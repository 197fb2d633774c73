//! Periodic keep-alive frames for one connection.

use std::time::Duration;

use tokio::task::JoinHandle;
use tokio::time::MissedTickBehavior;

use super::messages::ProtocolMessage;
use super::outbound::Outbound;

/// Shortest period accepted; `tokio::time::interval` rejects zero.
const MIN_INTERVAL: Duration = Duration::from_millis(1);

/// A running keep-alive timer.
///
/// Emits `ka` immediately and then once per interval through the
/// connection's [`Outbound`] queue. Stops when [`KeepAlive::stop`] is
/// called, when dropped, or when the connection stops writing.
#[derive(Debug)]
pub struct KeepAlive {
    task: JoinHandle<()>,
}

impl KeepAlive {
    /// Arms a timer ticking every `interval`.
    #[must_use]
    pub fn spawn(interval: Duration, outbound: Outbound) -> Self {
        let period = interval.max(MIN_INTERVAL);
        let task = tokio::spawn(async move {
            let mut ticker = tokio::time::interval(period);
            ticker.set_missed_tick_behavior(MissedTickBehavior::Delay);
            loop {
                ticker.tick().await;
                if !outbound.send(ProtocolMessage::KeepAlive).await {
                    break;
                }
            }
            tracing::trace!("keep-alive timer finished");
        });
        Self { task }
    }

    /// Stops the timer. No frame is queued after this returns.
    pub fn stop(self) {
        self.task.abort();
    }

    /// Returns `true` once the timer task has ended.
    #[cfg(test)]
    #[must_use]
    pub fn is_finished(&self) -> bool {
        self.task.is_finished()
    }
}

impl Drop for KeepAlive {
    fn drop(&mut self) {
        self.task.abort();
    }
}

=-=-=

Return the entries above unchanged, starting at the first line and stopping after the line with "pub struct KeepAlive".

repository 197fb2d633774c73
//! Periodic keep-alive frames for one connection.

use std::time::Duration;

use tokio::task::JoinHandle;
use tokio::time::MissedTickBehavior;

use super::messages::ProtocolMessage;
use super::outbound::Outbound;

/// Shortest period accepted; `tokio::time::interval` rejects zero.
const MIN_INTERVAL: Duration = Duration::from_millis(1);

/// A running keep-alive timer.
///
/// Emits `ka` immediately and then once per interval through the
/// connection's [`Outbound`] queue. Stops when [`KeepAlive::stop`] is
/// called, when dropped, or when the connection stops writing.
#[derive(Debug)]
pub struct KeepAlive {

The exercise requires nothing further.